Potential GSoC project - GC improvements

Sun Mar 13 12:43:37 PDT 2016

Chris Wright wrote:
> On Sat, 12 Mar 2016 13:23:35 -0800, Adam Wilson wrote:
>
> To start off, let's talk terminology. You seem to be using nonstandard
> terminology and possibly misunderstanding standard terminology.
>
> A GC scan is the mark phase of a mark/sweep collector (and specifically
> the part where the GC examines roots and allocated memory, if that
> matters). The GC searches for pointers to GC memory. Simple GCs only need
> to record whether there is a pointer to a given allocation, not where
> those pointers are coming from.
>
> A conservative GC is one that will encounter some things that aren't
> pointers but must be scanned as if they were pointers. In D, for
> instance, a union between a pointer and a size_t forces collectors to be
> conservative.
>
> A false pointer is something that a conservative GC must treat as a
> pointer and appears to point to an object allocated by that GC. For
> instance, unions in D allow us to create false pointers.
>
> A precise GC is a GC that never mistakes a non-pointer for a pointer.
>
> A moving GC is a GC that can relocate objects.
>
> A generational GC is one that can perform a collection on part of the
> heap without dealing with the full heap. Those parts tend to be organized
> by how long an object has survived. This does not require a precise or
> moving GC, though it works better with a precise, moving GC.
>

I didn't intend to confuse, but I was not writing to neophyte's, and I 
used linguistic shortcuts.

> A write barrier is a way to record which sections of memory have been
> altered since the last GC collection. This lets the GC scan only the
> changed data -- useful to any GC, especially useful to generational ones.
>
> A "partially moving" GC does not exist, as far as I know.
>

Yep, it's a Bad Idea.

>> Jeremy DeHaan wrote:
>>> On Saturday, 12 March 2016 at 08:50:06 UTC, Adam Wilson wrote:
>>>> If I may make a suggestion. The lock free work is unlikely to require
>>>> the entirety of GSoC. And the precise GC is the next most important
>>>> thing on your list and will have the biggest impact on GC performance.
>>>
>>> Rainer has two different precise GC's in pull requests right now and
>>> both are slower than the current one unless there are false pointers.
>>> I would expect anything I come up with to largely act the same. The
>>> reason I keep pushing for a generational garbage collector is because I
>>> think it would be where we would see the most benefit in terms of
>>> general performance.
>>>
>>>
>> I would contend that it's not quite that simple. Of course the precise
>> GC is slower, it's scanning more stuff.
>
> Precise GCs are slower because they must reference some data telling them
> which items on the stack and in allocations represent pointers and which
> do not. This data takes up cache space, and having less cache for memory
> being scanned slows things down. Correlating two pieces of data takes
> extra time, too.
>

Yep the data is usually held with the object in a header. Hence the 
"scanning more stuff".

> The hope with a precise GC is to avoid false pointers. A false pointer to
> an object that holds references to many other objects can be costly, both
> in GC time and in excess memory usage.
>
> In D, we have a tiny bit of type information surfaced to the GC to reduce
> the incidence of false pointers. We could additionally take advantage of
> the fact that numbers tend to be small and people tend to use 4 to 8 byte
> numbers: we could arrange our address space to avoid ranges where false
> pointers are likely. But that's probably unnecessary.
>

We are not limited by what we currently have. Most of Rainer's work 
involved surfacing more data to the GC.

>> The current conservative GC by
>> definition can't figure out large chunks of memory so it won't even
>> bother scanning them.
>
> It must scan anything that might be a pointer. A precise GC reduces the
> number of things that might be pointers but aren't to zero. Therefore a
> precise GC scans less.
>

Yep, precise GC's aren't totally perf-negative.

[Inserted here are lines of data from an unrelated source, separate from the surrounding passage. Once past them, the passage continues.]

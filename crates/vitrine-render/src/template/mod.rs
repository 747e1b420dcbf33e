//! Compiled, renderable templates.
//!
//! Everything the partial and layout renderers produce goes through the
//! [`Template`] trait. A template is identified by its identifier (usually the
//! source file name), knows the virtual path it was found under, and renders
//! into a writer so a streaming caller can forward output as it is produced.
//!
//! ## Handlers
//!
//! Sources found by a [`TemplateRegistry`] are compiled by a [`Handler`]
//! chosen from the file extension:
//!
//! | Extension | Handler | Yield syntax |
//! |-----------|---------|--------------|
//! | `.jinja`, `.jinja2`, `.j2` | [`Handler::Jinja`] ([`MiniJinjaTemplate`]) | `{{ yield_content() }}`, `{{ yield_content("title") }}` |
//! | `.tmpl` | [`Handler::Simple`] ([`SimpleTemplate`]) | `{yield}`, `{yield:title}` |
//!
//! Literal sources passed straight to a template render (body, plain text,
//! HTML, raw files) become [`LiteralTemplate`]s, which never stream.
//!
//! ## Key Types
//!
//! - [`Template`]: The collaborator contract every renderer works against
//! - [`TemplateRegistry`]: Template sources from inline strings, embedded entries or directories
//! - [`Locals`]: Local variables bound for one template render

mod engine;
mod literal;
pub mod registry;
mod simple;

use std::io;
use std::sync::Arc;

pub use engine::{configure_environment, MiniJinjaTemplate};
pub use literal::LiteralTemplate;
pub use registry::{
    parse_template_name, walk_template_dir, RegistryError, ResolvedTemplate, TemplateEntry,
    TemplateFile, TemplateRegistry, TEMPLATE_EXTENSIONS,
};
pub use simple::SimpleTemplate;

use crate::error::RenderError;
use crate::flow::View;

/// Local variables bound for one template render.
pub type Locals = serde_json::Map<String, serde_json::Value>;

/// Shared handle to a compiled template.
pub type TemplateHandle = Arc<dyn Template>;

/// A compiled template that can render itself.
///
/// Templates are immutable once resolved and may be rendered concurrently;
/// per-render state lives in the [`View`] and the [`Locals`].
pub trait Template: Send + Sync {
    /// Unique identifier, typically the source name including extensions.
    fn identifier(&self) -> &str;

    /// Path the template was found under (`posts/_post`), if it came from a lookup.
    fn virtual_path(&self) -> Option<&str>;

    /// Local variable name declared by the template's path (`post` for `posts/_post`).
    fn variable(&self) -> Option<&str>;

    /// Output format (`html`, `text`, ...), if known.
    fn format(&self) -> Option<&str>;

    /// Whether the template can be rendered incrementally into a stream.
    fn supports_streaming(&self) -> bool {
        false
    }

    /// Renders the template into `out`.
    ///
    /// Yield points read their content from the view's flow.
    fn render(&self, view: &View, locals: &Locals, out: &mut dyn io::Write)
        -> Result<(), RenderError>;

    /// Renders the template into a string.
    fn render_to_string(&self, view: &View, locals: &Locals) -> Result<String, RenderError> {
        let mut buffer = Vec::new();
        self.render(view, locals, &mut buffer)?;
        String::from_utf8(buffer).map_err(|e| RenderError::Serialization(e.to_string()))
    }
}

/// Source language of a template.
#[derive(Debug, Clone, Copy, PartialEq, Eq, Hash, Default)]
pub enum Handler {
    /// MiniJinja syntax.
    #[default]
    Jinja,
    /// `{variable}` substitution.
    Simple,
}

impl Handler {
    /// Handler for a file extension (without the leading dot).
    pub fn from_extension(ext: &str) -> Option<Self> {
        match ext {
            "jinja" | "jinja2" | "j2" => Some(Handler::Jinja),
            "tmpl" => Some(Handler::Simple),
            _ => None,
        }
    }

    /// Compiles `source` into a template handle.
    pub fn compile(
        self,
        identifier: &str,
        virtual_path: Option<&str>,
        format: Option<&str>,
        source: &str,
    ) -> Result<TemplateHandle, RenderError> {
        Ok(match self {
            Handler::Jinja => Arc::new(MiniJinjaTemplate::from_source(
                identifier,
                virtual_path,
                format,
                source,
            )?),
            Handler::Simple => Arc::new(SimpleTemplate::compile(
                identifier,
                virtual_path,
                format,
                source,
            )?),
        })
    }
}

/// Local variable name a template path declares.
///
/// The basename with one leading underscore and any dotted suffixes removed:
/// `posts/_post.html` → `post`. Returns `None` for paths ending in `/` or
/// yielding an empty name.
pub fn variable_from_path(path: &str) -> Option<&str> {
    if path.ends_with('/') {
        return None;
    }
    let base = path.rsplit('/').next().unwrap_or(path);
    let base = base.strip_prefix('_').unwrap_or(base);
    let name = base.split('.').next().unwrap_or(base);
    if name.is_empty() {
        None
    } else {
        Some(name)
    }
}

> If a conservative GC didn't scan something that might be a pointer, it
> would sometimes free an object that still had live references to it. This
> would result in memory corruption or segmentation faults.
>
>> What it does to those things it can't scan. And
>> what it can't scan it has to pin, which means the memory can't be moved.
>
> If a moving GC cannot precisely identify all pointers to an object, it is
> not allowed to move that object. If it can, it is allowed to move that
> object.
>
> A conservative GC can be a moving GC. It must classify things as
> "definitely pointer", "maybe pointer", and "not pointer". It cannot move
> an object with a "maybe pointer" pointing to it, but it can move an
> object with several "definitely pointers" pointing to it.
>
> In D, thanks to unions, we can never create a fully precise collector,
> but we can create a moving collector. Objects pointed to from a union
> can't be moved, but few objects will be pointed to from a union.
>

Actually, we probably could with modifications to the compiler. A little 
metadata goes a long way. And I know that Walter would accept that PR. I 
don't know for sure if it can be done, but I've seen precious little 
evidence one way or the other. Let's investigate before making absolute 
statements about what we can do. I know from discussions with Walter 
that the compiler's AST contains a wealth of information, and that more 
can be added.

>> You can't build a fully generational GC until you can move everything.
>
> You can build a more efficient generational GC if you can move objects.
> However, it's not impossible to build a non-moving generational GC.
> Instead of having large blocks of address space for each generation, you
> would have each Pool indicate its generation. Then you have to find the
> Pool for a pointer and check that flag.
>
> That's comparatively slow, but it'd still be faster to do a Gen 0 scan
> that way than to do a full scan with D's current collector (assuming you
> implement write barriers).
>

My apologies I didn't intend to state that it was impossible. I was 
attempting to emphatically question the wisdom of doing so, particular 
when the potential performance benefits are dubious at best. My point is 
that we should do this right, if we keep blindly pursuing performance 
without taking a considered approach to achieving it, we'll never get 
there. The GC will just become an ever larger pile of hacks that 
increase performance in specific cases.

>> They talk about this problem in the books. However, once you have a
>> precise GC, a fully moving GC becomes possible and only then do the
>> performance benefits of a generational GC become realized.
>
> The performance benefit of a moving and generational GC over a non-moving
> generational GC is that you can have a contiguous section of address
> space for each generation, allocated densely. You get this with less
> overhead.
>

That's actually pretty important. Precision enables moving, moving has 
clear and enumerable performance benefits. QED.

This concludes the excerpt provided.